Berita ini menjadi headline Pekanbaru MX edisi Rabu (10/6) berjudul “Bajak Laut Rompak Speedboad“. Harian ini menyebutkan akibat aksi perompakan itu para penumpang mengalami kerugian sebesar Rp40 juta. Sedangkan kawanan rompak berjumlah 7 orang dan mempergunakan senjata api.

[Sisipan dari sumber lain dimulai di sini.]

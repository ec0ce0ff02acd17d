//! Session - drives the turn controller from a piece stream
//!
//! Reads tokens line by line, commits one turn per known falling piece and
//! writes a [`TurnReport`] after each. The session ends on:
//!
//! - `X` becoming the falling piece ([`SessionEnd::EndOfSequence`])
//! - `E` on any line ([`SessionEnd::Exit`])
//! - end of input ([`SessionEnd::EndOfInput`])
//! - no legal placement for the falling piece ([`SessionEnd::GameOver`])
//! - the deadline flag, when configured to stop on it ([`SessionEnd::DeadlineTouched`])
//!
//! Malformed input and I/O failures are errors, not session ends.

use std::env;
use std::fmt;
use std::io::{self, BufRead, Write};

use anyhow::{Context, Result};
use tracing::{debug, info, warn};

use crate::core::{Board, GameState, Statistics};
use crate::engine::{fill_next, play_turn, Turn};
use crate::protocol::{parse_first_line, parse_token_line, OutputFormat, ProtocolError, Token, TurnReport};
use crate::term::{DetailRenderer, DetailView};

/// Session configuration
#[derive(Debug, Clone, Copy, PartialEq, Eq)]
pub struct SessionConfig {
    pub format: OutputFormat,
    /// Render the detail view to stderr after each turn
    pub detail: bool,
    /// Color cells in the detail view
    pub color: bool,
    /// End the session once the deadline flag is latched
    pub stop_on_deadline: bool,
}

impl Default for SessionConfig {
    fn default() -> Self {
        Self {
            format: OutputFormat::Text,
            detail: false,
            color: true,
            stop_on_deadline: false,
        }
    }
}

impl SessionConfig {
    /// Create from environment variables
    ///
    /// - `TETRIS_AI_FORMAT`: `text` or `json`
    /// - `TETRIS_AI_DETAIL`: `1`/`true` enables the detail view
    /// - `TETRIS_AI_COLOR`: `0`/`false` disables colors
    /// - `TETRIS_AI_STOP_ON_DEADLINE`: `1`/`true` stops at the deadline
    pub fn from_env() -> Self {
        Self::from_lookup(|key| env::var(key).ok())
    }

    /// Same as [`SessionConfig::from_env`] over an arbitrary variable source.
    /// Unset or unparsable values keep their defaults.
    pub fn from_lookup(lookup: impl Fn(&str) -> Option<String>) -> Self {
        let defaults = Self::default();

        let format = lookup("TETRIS_AI_FORMAT")
            .and_then(|s| s.parse().ok())
            .unwrap_or(defaults.format);
        let detail = lookup("TETRIS_AI_DETAIL")
            .and_then(|s| parse_flag(&s))
            .unwrap_or(defaults.detail);
        let color = lookup("TETRIS_AI_COLOR")
            .and_then(|s| parse_flag(&s))
            .unwrap_or(defaults.color);
        let stop_on_deadline = lookup("TETRIS_AI_STOP_ON_DEADLINE")
            .and_then(|s| parse_flag(&s))
            .unwrap_or(defaults.stop_on_deadline);

        Self {
            format,
            detail,
            color,
            stop_on_deadline,
        }
    }
}

fn parse_flag(value: &str) -> Option<bool> {
    match value.trim().to_ascii_lowercase().as_str() {
        "1" | "true" | "yes" | "on" => Some(true),
        "0" | "false" | "no" | "off" => Some(false),
        _ => None,
    }
}

/// Why a session stopped
#[derive(Debug, Clone, Copy, PartialEq, Eq)]
pub enum SessionEnd {
    EndOfSequence,
    Exit,
    EndOfInput,
    GameOver,
    DeadlineTouched,
}

impl SessionEnd {
    pub fn as_str(&self) -> &'static str {
        match self {
            SessionEnd::EndOfSequence => "end_of_sequence",
            SessionEnd::Exit => "exit",
            SessionEnd::EndOfInput => "end_of_input",
            SessionEnd::GameOver => "game_over",
            SessionEnd::DeadlineTouched => "deadline_touched",
        }
    }
}

impl fmt::Display for SessionEnd {
    fn fmt(&self, f: &mut fmt::Formatter<'_>) -> fmt::Result {
        f.write_str(self.as_str())
    }
}

/// Outcome of a finished session
#[derive(Debug, Clone, Copy, PartialEq, Eq)]
pub struct SessionSummary {
    pub end: SessionEnd,
    pub statistics: Statistics,
    pub deadline_touched: bool,
}

pub struct Session<R, W> {
    input: R,
    output: W,
    config: SessionConfig,
    board: Board,
    detail: Option<DetailRenderer<Box<dyn Write>>>,
    line_no: usize,
}

impl<R: BufRead, W: Write> Session<R, W> {
    pub fn new(input: R, output: W, config: SessionConfig) -> Self {
        let detail = config.detail.then(|| {
            let sink: Box<dyn Write> = Box::new(io::stderr());
            DetailRenderer::new(sink, DetailView::new(config.color))
        });

        Self {
            input,
            output,
            config,
            board: Board::new(),
            detail,
            line_no: 0,
        }
    }

    /// Start from a position other than the empty board
    pub fn with_board(mut self, board: Board) -> Self {
        self.board = board;
        self
    }

    /// Send the detail view somewhere other than stderr (enables it)
    pub fn with_detail_output(mut self, sink: impl Write + 'static) -> Self {
        let sink: Box<dyn Write> = Box::new(sink);
        self.detail = Some(DetailRenderer::new(sink, DetailView::new(self.config.color)));
        self
    }

    pub fn config(&self) -> &SessionConfig {
        &self.config
    }

    pub fn into_output(self) -> W {
        self.output
    }

    /// Run until the input asks to stop or the game ends
    pub fn run(&mut self) -> Result<SessionSummary> {
        info!(
            format = %self.config.format,
            detail = self.detail.is_some(),
            stop_on_deadline = self.config.stop_on_deadline,
            "session started"
        );

        let summary = self.play()?;
        let stats = summary.statistics;
        info!(
            end = %summary.end,
            score = stats.score(),
            placed_pieces = stats.placed_pieces(),
            lines_cleared = stats.total_lines_cleared(),
            singles = stats.clears_of_size(1),
            doubles = stats.clears_of_size(2),
            triples = stats.clears_of_size(3),
            tetrises = stats.clears_of_size(4),
            deadline_touched = summary.deadline_touched,
            "session finished"
        );

        Ok(summary)
    }

    fn play(&mut self) -> Result<SessionSummary> {
        let first = self.next_line()?.ok_or(ProtocolError::MissingFirstLine)?;
        let (falling, next) = parse_first_line(&first)?;

        let mut sequence_ended = false;
        let falling = match falling {
            Token::Piece(kind) => kind,
            Token::EndOfSequence => return Ok(self.summary(SessionEnd::EndOfSequence, None)),
            Token::Exit => return Ok(self.summary(SessionEnd::Exit, None)),
        };
        let next = match next {
            Token::Piece(kind) => Some(kind),
            Token::EndOfSequence => {
                sequence_ended = true;
                None
            }
            Token::Exit => return Ok(self.summary(SessionEnd::Exit, None)),
        };

        let mut state = GameState::new(falling, next).with_board(self.board);

        let end = loop {
            if state.falling().is_none() {
                break SessionEnd::EndOfSequence;
            }

            let turn = match play_turn(state) {
                Ok(turn) => turn,
                Err(e) if e.is_game_over() => {
                    warn!(piece = ?state.falling(), "game over: {}", e);
                    break SessionEnd::GameOver;
                }
                Err(e) => return Err(e).context("committing turn"),
            };
            state = turn.state;
            self.report(&turn)?;

            if self.config.stop_on_deadline && state.deadline_touched() {
                break SessionEnd::DeadlineTouched;
            }

            if sequence_ended {
                continue;
            }

            let Some(line) = self.next_line()? else {
                break SessionEnd::EndOfInput;
            };
            match parse_token_line(self.line_no, &line)? {
                Token::Piece(kind) => state = fill_next(state, kind)?,
                Token::EndOfSequence => sequence_ended = true,
                Token::Exit => break SessionEnd::Exit,
            }
        };

        Ok(self.summary(end, Some(&state)))
    }

    fn summary(&self, end: SessionEnd, state: Option<&GameState>) -> SessionSummary {
        SessionSummary {
            end,
            statistics: state.map(|s| *s.statistics()).unwrap_or_default(),
            deadline_touched: state.is_some_and(|s| s.deadline_touched()),
        }
    }

    fn report(&mut self, turn: &Turn) -> Result<()> {
        debug!(
            piece = %turn.piece,
            operation = %turn.operation,
            landing_row = turn.landing_row,
            lines_cleared = turn.cleared_rows.len(),
            "turn committed"
        );

        if let Some(detail) = self.detail.as_mut() {
            detail
                .draw(turn.operation, &turn.state)
                .context("drawing detail view")?;
        }

        TurnReport::new(
            turn.operation,
            turn.landing_row,
            turn.cleared_rows.len(),
            &turn.state,
        )
        .write_to(&mut self.output, self.config.format)
        .context("writing turn report")
    }

    fn next_line(&mut self) -> Result<Option<String>> {
        let mut line = String::new();
        let read = self
            .input
            .read_line(&mut line)
            .context("reading piece input")?;
        if read == 0 {
            return Ok(None);
        }
        self.line_no += 1;
        Ok(Some(line))
    }
}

Hati-hati membeli kosmetik, terutama produk luar yang masih ke Indonesia secara ilegal. Kini disinyalir ada kosmetik ilegal dan berbahaya yang beredar di Riau, khususnya di Kota Pekanbaru. Berita ini menjadi headline Pekanbaru Pos hari ini berjudul “Awas, Kosmetik Berbahaya“.

Sedangkan headline Koran Riau hari ini tentang permintaan dari Ketua DPRD Kota Pekanbaru Teguh Pribadi agar perusahaan yang ikut dalam Job Expo 2009 mengutamakan tenaga kerja lokal dalam penerimaan tenaga kerjanya. Berita itu berjudul “Teguh: Utamakan Tenaga Kerja Lokal“.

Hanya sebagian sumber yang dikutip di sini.